Xrays prior and after the fixation of the fracture are shown below.






Friday, August 8, 2014

Distal humerus fractures in the elderly

There is an increasing concern about the distal humerus fractures in the elderly. The concern is about the increasing frequency of this injury in patients with poor bone stock. These patients are usually in their 80s or 90s and pose difficulties in their treatment due to the high levels of activity combined with challenging injuries around the elbow. Open reduction and internal fixation remains the treatment of choice. However, when there is poor bone density fixation can be challenging and the option of total elbow replacement should be entertained. In the years to come orthopaedic surgeons will be doing a lot more total elbow replacements for the reasons explained above. 
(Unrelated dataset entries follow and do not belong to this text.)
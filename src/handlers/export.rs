use axum::{
    body::Body,
    extract::{Query, State},
    http::{header, HeaderValue},
    response::{IntoResponse, Response},
};
use chrono::{DateTime, Utc};
use csv::WriterBuilder;
use futures::stream::Stream;
use serde::{Deserialize, Serialize};
use sqlx::{PgPool, Postgres, QueryBuilder};

use crate::adapters::postgres_order_repository::{OrderRow, ORDER_COLUMNS};
use crate::db::models::Product;
use crate::domain::{Order, OrderStatus};
use crate::error::AppError;
use crate::handlers::date_range;
use crate::middleware::auth::MaybeAuthUser;
use crate::AppState;

/// Rows fetched per round trip while streaming an export.
const BATCH_SIZE: i64 = 500;

const ORDER_HEADERS: [&str; 15] = [
    "id",
    "user_id",
    "status",
    "payment_method",
    "subtotal",
    "discount_amount",
    "shipping_fee",
    "total",
    "discount_code",
    "shipping_name",
    "shipping_phone",
    "shipping_address",
    "transaction_no",
    "created_at",
    "paid_at",
];

const PRODUCT_HEADERS: [&str; 10] = [
    "id",
    "name",
    "slug",
    "category",
    "price",
    "unit",
    "stock",
    "origin",
    "is_active",
    "updated_at",
];

#[derive(Debug, Clone, Copy, PartialEq, Eq)]
pub enum ExportFormat {
    Csv,
    Tsv,
}

impl ExportFormat {
    pub fn parse(raw: Option<&str>) -> Result<Self, AppError> {
        match raw.map(|f| f.trim().to_ascii_lowercase()).as_deref() {
            None | Some("") | Some("csv") => Ok(ExportFormat::Csv),
            Some("tsv") => Ok(ExportFormat::Tsv),
            Some(other) => Err(AppError::Validation(format!(
                "format: '{}' must be one of csv, tsv",
                other
            ))),
        }
    }

    fn delimiter(&self) -> u8 {
        match self {
            ExportFormat::Csv => b',',
            ExportFormat::Tsv => b'\t',
        }
    }

    fn content_type(&self) -> &'static str {
        match self {
            ExportFormat::Csv => "text/csv; charset=utf-8",
            ExportFormat::Tsv => "text/tab-separated-values; charset=utf-8",
        }
    }

    fn extension(&self) -> &'static str {
        match self {
            ExportFormat::Csv => "csv",
            ExportFormat::Tsv => "tsv",
        }
    }
}

#[derive(Debug, Deserialize, Default)]
pub struct OrderExportQuery {
    pub format: Option<String>,
    pub from: Option<String>,
    pub to: Option<String>,
    pub status: Option<String>,
}

#[derive(Debug, Deserialize, Default)]
pub struct ProductExportQuery {
    pub format: Option<String>,
    pub category: Option<String>,
}

#[derive(Serialize)]
struct OrderExportRow {
    id: i64,
    user_id: String,
    status: &'static str,
    payment_method: String,
    subtotal: String,
    discount_amount: String,
    shipping_fee: String,
    total: String,
    discount_code: String,
    shipping_name: String,
    shipping_phone: String,
    shipping_address: String,
    transaction_no: String,
    created_at: String,
    paid_at: String,
}

impl From<&Order> for OrderExportRow {
    fn from(order: &Order) -> Self {
        OrderExportRow {
            id: order.id,
            user_id: order.user_id.map(|id| id.to_string()).unwrap_or_default(),
            status: order.status.as_str(),
            payment_method: order.payment_method.clone(),
            subtotal: order.subtotal.to_string(),
            discount_amount: order.discount_amount.to_string(),
            shipping_fee: order.shipping_fee.to_string(),
            total: order.total.to_string(),
            discount_code: order.discount_code.clone().unwrap_or_default(),
            shipping_name: order.shipping_name.clone(),
            shipping_phone: order.shipping_phone.clone(),
            shipping_address: order.shipping_address.clone(),
            transaction_no: order.transaction_no.clone().unwrap_or_default(),
            created_at: order.created_at.to_rfc3339(),
            paid_at: order.paid_at.map(|at| at.to_rfc3339()).unwrap_or_default(),
        }
    }
}

#[derive(Serialize)]
struct ProductExportRow {
    id: i64,
    name: String,
    slug: String,
    category: String,
    price: String,
    unit: String,
    stock: i32,
    origin: String,
    is_active: bool,
    updated_at: String,
}

impl From<&Product> for ProductExportRow {
    fn from(product: &Product) -> Self {
        ProductExportRow {
            id: product.id,
            name: product.name.clone(),
            slug: product.slug.clone(),
            category: product.category.clone(),
            price: product.price.to_string(),
            unit: product.unit.clone(),
            stock: product.stock,
            origin: product.origin.clone().unwrap_or_default(),
            is_active: product.is_active,
            updated_at: product.updated_at.to_rfc3339(),
        }
    }
}

fn encode_header(format: ExportFormat, headers: &[&str]) -> Result<String, AppError> {
    let mut writer = WriterBuilder::new()
        .delimiter(format.delimiter())
        .from_writer(Vec::new());
    writer
        .write_record(headers)
        .map_err(|e| AppError::Internal(format!("export header encoding failed: {}", e)))?;
    finish(writer)
}

fn encode_record<T: Serialize>(format: ExportFormat, record: &T) -> Result<String, AppError> {
    let mut writer = WriterBuilder::new()
        .delimiter(format.delimiter())
        .has_headers(false)
        .from_writer(Vec::new());
    writer
        .serialize(record)
        .map_err(|e| AppError::Internal(format!("export row encoding failed: {}", e)))?;
    finish(writer)
}

fn finish(writer: csv::Writer<Vec<u8>>) -> Result<String, AppError> {
    let bytes = writer
        .into_inner()
        .map_err(|e| AppError::Internal(format!("export flush failed: {}", e)))?;
    String::from_utf8(bytes).map_err(|e| AppError::Internal(format!("export produced invalid utf-8: {}", e)))
}

#[derive(Debug, Clone)]
struct OrderFilter {
    from: Option<DateTime<Utc>>,
    to: Option<DateTime<Utc>>,
    status: Option<OrderStatus>,
}

fn order_batch_query(filter: &OrderFilter, after_id: i64) -> QueryBuilder<'static, Postgres> {
    let mut query = QueryBuilder::new(format!("SELECT {} FROM orders WHERE id > ", ORDER_COLUMNS));
    query.push_bind(after_id);
    if let Some(from) = filter.from {
        query.push(" AND created_at >= ").push_bind(from);
    }
    if let Some(to) = filter.to {
        query.push(" AND created_at < ").push_bind(to);
    }
    if let Some(status) = filter.status {
        query.push(" AND status = ").push_bind(status.as_str());
    }
    query.push(" ORDER BY id ASC LIMIT ").push_bind(BATCH_SIZE);
    query
}

/// Streams the whole filtered order set, one keyset-paginated batch at a time.
fn order_stream(
    pool: PgPool,
    filter: OrderFilter,
    format: ExportFormat,
) -> impl Stream<Item = Result<String, AppError>> + Send + 'static {
    async_stream::try_stream! {
        yield encode_header(format, &ORDER_HEADERS)?;

        let mut last_id = 0_i64;
        loop {
            let mut query = order_batch_query(&filter, last_id);
            let rows: Vec<OrderRow> = query
                .build_query_as::<OrderRow>()
                .fetch_all(&pool)
                .await
                .map_err(AppError::from)?;
            if rows.is_empty() {
                break;
            }

            for row in rows {
                let order = row.into_domain().map_err(AppError::from)?;
                last_id = order.id;
                yield encode_record(format, &OrderExportRow::from(&order))?;
            }
        }
    }
}

fn product_batch_query(category: Option<&str>, after_id: i64) -> QueryBuilder<'static, Postgres> {
    let mut query = QueryBuilder::new("SELECT * FROM products WHERE id > ");
    query.push_bind(after_id);
    if let Some(category) = category {
        query.push(" AND category = ").push_bind(category.to_string());
    }
    query.push(" ORDER BY id ASC LIMIT ").push_bind(BATCH_SIZE);
    query
}

fn product_stream(
    pool: PgPool,
    category: Option<String>,
    format: ExportFormat,
) -> impl Stream<Item = Result<String, AppError>> + Send + 'static {
    async_stream::try_stream! {
        yield encode_header(format, &PRODUCT_HEADERS)?;

        let mut last_id = 0_i64;
        loop {
            let mut query = product_batch_query(category.as_deref(), last_id);
            let products: Vec<Product> = query
                .build_query_as::<Product>()
                .fetch_all(&pool)
                .await
                .map_err(AppError::from)?;
            if products.is_empty() {
                break;
            }

            for product in products {
                last_id = product.id;
                yield encode_record(format, &ProductExportRow::from(&product))?;
            }
        }
    }
}

fn authorize(state: &AppState, user: &MaybeAuthUser) -> Result<(), AppError> {
    if !state.config.export_require_admin {
        return Ok(());
    }
    match &user.0 {
        None => Err(AppError::Unauthorized("Authentication required".to_string())),
        Some(user) if !user.is_admin() => {
            tracing::warn!(user_id = user.id, "non-admin export attempt rejected");
            Err(AppError::Forbidden("Admin access required".to_string()))
        }
        Some(_) => Ok(()),
    }
}

fn attachment<S>(format: ExportFormat, stem: &str, stream: S) -> Result<Response, AppError>
where
    S: Stream<Item = Result<String, AppError>> + Send + 'static,
{
    let filename = format!("{}_{}.{}", stem, Utc::now().format("%Y%m%d"), format.extension());
    let disposition = HeaderValue::from_str(&format!("attachment; filename=\"{}\"", filename))
        .map_err(|e| AppError::Internal(format!("invalid export filename: {}", e)))?;

    Ok((
        [
            (header::CONTENT_TYPE, HeaderValue::from_static(format.content_type())),
            (header::CONTENT_DISPOSITION, disposition),
        ],
        Body::from_stream(stream),
    )
        .into_response())
}

pub async fn export_orders(
    State(state): State<AppState>,
    user: MaybeAuthUser,
    Query(query): Query<OrderExportQuery>,
) -> Result<Response, AppError> {
    authorize(&state, &user)?;
    let format = ExportFormat::parse(query.format.as_deref())?;
    let (from, to) = date_range(query.from.as_deref(), query.to.as_deref())?;
    let status = match query.status.as_deref().map(str::trim).filter(|s| !s.is_empty()) {
        Some(raw) => Some(raw.parse::<OrderStatus>()?),
        None => None,
    };

    tracing::info!(format = format.extension(), ?status, "order export started");
    let filter = OrderFilter { from, to, status };
    attachment(format, "orders", order_stream(state.db.clone(), filter, format))
}

pub async fn export_products(
    State(state): State<AppState>,
    user: MaybeAuthUser,
    Query(query): Query<ProductExportQuery>,
) -> Result<Response, AppError> {
    authorize(&state, &user)?;
    let format = ExportFormat::parse(query.format.as_deref())?;
    let category = query
        .category
        .map(|c| c.trim().to_lowercase())
        .filter(|c| !c.is_empty());

    tracing::info!(format = format.extension(), ?category, "product export started");
    attachment(format, "products", product_stream(state.db.clone(), category, format))
}

#[cfg(test)]
mod tests {
    use super::*;
    use bigdecimal::BigDecimal;

    fn sample_order() -> Order {
        let now = Utc::now();
        Order {
            id: 42,
            user_id: Some(7),
            subtotal: BigDecimal::from(450_000),
            discount_amount: BigDecimal::from(0),
            shipping_fee: BigDecimal::from(30_000),
            total: BigDecimal::from(480_000),
            discount_code: None,
            status: OrderStatus::Paid,
            payment_method: "VNPAY".to_string(),
            shipping_name: "Tran Thi B".to_string(),
            shipping_phone: "0912345678".to_string(),
            shipping_address: "5 Hang Bai, Ha Noi".to_string(),
            note: None,
            transaction_no: Some("14123456".to_string()),
            bank_code: Some("NCB".to_string()),
            card_type: None,
            pay_date: None,
            response_code: Some("00".to_string()),
            response_message: None,
            created_at: now,
            updated_at: now,
            paid_at: Some(now),
        }
    }

    #[test]
    fn format_parsing() {
        assert_eq!(ExportFormat::parse(None).unwrap(), ExportFormat::Csv);
        assert_eq!(ExportFormat::parse(Some("TSV")).unwrap(), ExportFormat::Tsv);
        assert!(ExportFormat::parse(Some("xlsx")).is_err());
    }

    #[test]
    fn order_record_matches_header_width() {
        let line = encode_record(ExportFormat::Csv, &OrderExportRow::from(&sample_order())).unwrap();
        let mut reader = csv::ReaderBuilder::new()
            .has_headers(false)
            .from_reader(line.as_bytes());
        let record = reader.records().next().unwrap().unwrap();
        assert_eq!(record.len(), ORDER_HEADERS.len());
        assert_eq!(&record[0], "42");
        assert_eq!(&record[2], "PAID");
        assert_eq!(&record[11], "5 Hang Bai, Ha Noi");
    }

    #[test]
    fn tsv_uses_tab_delimiter_and_quotes_embedded_commas() {
        let header = encode_header(ExportFormat::Tsv, &["id", "name"]).unwrap();
        assert_eq!(header, "id\tname\n");

        let csv = encode_record(ExportFormat::Csv, &OrderExportRow::from(&sample_order())).unwrap();
        assert!(csv.contains("\"5 Hang Bai, Ha Noi\""));

        let tsv = encode_record(ExportFormat::Tsv, &OrderExportRow::from(&sample_order())).unwrap();
        assert!(tsv.contains("\t5 Hang Bai, Ha Noi\t"));
    }

    #[test]
    fn order_batch_query_binds_every_filter() {
        let filter = OrderFilter {
            from: Some(Utc::now()),
            to: None,
            status: Some(OrderStatus::Completed),
        };
        let query = order_batch_query(&filter, 10);
        let sql = query.sql();
        assert!(sql.contains("id > $1"));
        assert!(sql.contains("created_at >= $2"));
        assert!(sql.contains("status = $3"));
        assert!(sql.ends_with("LIMIT $4"));
    }
}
The following case is an elderly patient who presented with a distal humerus fracture after a fall. She is physiologically a lot younger than her chronologic age and decided to proceed with operative treatment of the fracture. We prefer, when possible, to do "a triceps on" surgical approach and avoid olecranon osteotomy. The trans-olecranon approach is mandatory when there are multiple intra-articular fragments that require visualization for anatomic reduction and restoration of the smoothness of the articular surface. Xrays before and after surgery are shown and the options of parallel versus biplanar plating are discussed below. In this case two lag screws and orthogonal plating was used for the 3 part distal humerus fracture






Parallel plating
There may be times when it is not possible, because of the specific anatomy of a fracture complex, to place the lateral plate posteriorly, and it has to lie on the crest of the lateral column. In such a scenario, the planes of the two plates will be parallel.
Some surgeons use parallel plating as the preferred method, on the basis that a posterolateral plate permits only short unicortical screws distally, whereas a lateral plate allows the use of longer distal screws.
The choice of method will be determined by the bone quality, the fracture anatomy, the availability of locking plates and individual surgical philosophy.

Biplanar plating
The use of two plates on the distal humerus for C-fractures greatly assists the reconstruction of the triangle of stability. 
When one plate lies on the crest of the medial column, and the other lies on the posterior aspect of the lateral column, which is nonarticular, the two plates lie in planes that are at 90 degrees to each other – perpendicular, or biplanar, plating. 
Such a construct is considered to confer good biomechanical stability in good quality bone, but this has not been proven experimentally.